Birds of Nebraska: Newspaper Accounts, 1854-1923

Editor [possibly Miles Greenleaf]. September 2, 1917. Omaha Sunday World-Herald 52(49): 6-N. A bird editorial.

Southward Bound.

With the first of September and the month's promise of corn, carnivals and carmine sumach, come the first of the winged transients from the north, bound for the sunshine and everlasting song of the south.

The dainty Redstarts, heading the myriad warblers on their migration, have already arrived, and the flash of their glorious little fan-shaped wings are illuminating the woods. It is true that a few Redstarts nest here, but there are many which prefer a more northernly clime, so the arrival of the transients is worth chronicling.

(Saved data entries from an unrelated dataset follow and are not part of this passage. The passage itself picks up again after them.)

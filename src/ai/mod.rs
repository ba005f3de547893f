pub mod client;
pub mod persona;
pub mod services;
pub mod worker;
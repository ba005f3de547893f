pub mod dto;
pub mod handlers;
pub mod repo;
pub mod repo_types;
pub mod services;

use crate::state::AppState;
use axum::Router;

pub fn router() -> Router<AppState> {
    Router::new()
        .merge(handlers::user_routes())
        .merge(handlers::admin_routes())
}
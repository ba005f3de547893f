//! Premium request review: `pending -> approved | rejected`, nothing else.

use sqlx::PgPool;
use time::OffsetDateTime;
use tracing::{info, warn};
use uuid::Uuid;

use super::{
    repo,
    repo_types::{PremiumRequest, RequestStatus},
};
use crate::{
    auth::extractors::AdminCaller,
    error::{AppError, AppResult},
    profiles::repo as profiles_repo,
};

pub const ALREADY_PROCESSED: &str = "Request has already been processed";
pub const DUPLICATE_PENDING: &str = "You already have a pending premium request";

#[derive(Debug, Clone, Copy, PartialEq, Eq)]
pub enum Decision {
    /// `None` expiry grants permanent premium.
    Approve { expires_at: Option<OffsetDateTime> },
    Reject,
}

/// Fields written on a request when it is reviewed.
#[derive(Debug, Clone, PartialEq)]
pub struct ReviewRecord {
    pub status: RequestStatus,
    pub reviewed_at: OffsetDateTime,
    pub reviewed_by: Uuid,
    pub notes: Option<String>,
}

/// Validates a review against the request's current state without touching storage.
pub fn review(
    request: &PremiumRequest,
    decision: Decision,
    reviewer: Uuid,
    notes: Option<String>,
    now: OffsetDateTime,
) -> AppResult<ReviewRecord> {
    let next = match decision {
        Decision::Approve { .. } => RequestStatus::Approved,
        Decision::Reject => RequestStatus::Rejected,
    };
    if !request.status.can_become(next) {
        return Err(AppError::Rule(ALREADY_PROCESSED.into()));
    }
    if let Decision::Approve { expires_at: Some(at) } = decision {
        if at <= now {
            return Err(AppError::BadRequest("Premium expiry must be in the future".into()));
        }
    }

    Ok(ReviewRecord {
        status: next,
        reviewed_at: now,
        reviewed_by: reviewer,
        notes: notes.map(|n| n.trim().to_string()).filter(|n| !n.is_empty()),
    })
}

/// Applies a decision. Approval upgrades the owner's profile in the same transaction.
pub async fn decide(
    db: &PgPool,
    admin: &AdminCaller,
    request_id: Uuid,
    decision: Decision,
    notes: Option<String>,
) -> AppResult<PremiumRequest> {
    let request = repo::find(db, request_id)
        .await?
        .ok_or(AppError::NotFound("Request"))?;
    let record = review(&request, decision, admin.user_id(), notes, OffsetDateTime::now_utc())?;

    let mut tx = db.begin().await?;
    // Guarded on status, so a concurrent review that won the race leaves nothing to update.
    let Some(updated) = repo::record_review_tx(&mut tx, request_id, &record).await? else {
        warn!(%request_id, "request reviewed concurrently");
        return Err(AppError::Rule(ALREADY_PROCESSED.into()));
    };
    if let Decision::Approve { expires_at } = decision {
        let upgraded = profiles_repo::grant_premium_tx(&mut tx, updated.user_id, expires_at).await?;
        if upgraded == 0 {
            warn!(user_id = %updated.user_id, "approved request owner has no profile");
        }
    }
    tx.commit().await?;

    info!(
        %request_id,
        admin_id = %admin.user_id(),
        status = ?updated.status,
        "premium request reviewed"
    );
    Ok(updated)
}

Beautiful young Redstarts! not yet old enough to boast the rich red or the deep orange highlights of their elders, but dainty as black-and-gold thistledown in the shadows of the forest! In the spring they will be with us again, for a while, and in the months intervening will have taken upon themselves the richer garb of the full-grown.

These splendid creatures of the air are but the first of many, many warblers soon to pass through eastern Nebraska, and it will well repay any lover of nature to be ready to welcome them.

The autumn is not far distant, and with it an entirely new citizenship in the russet glades and fields.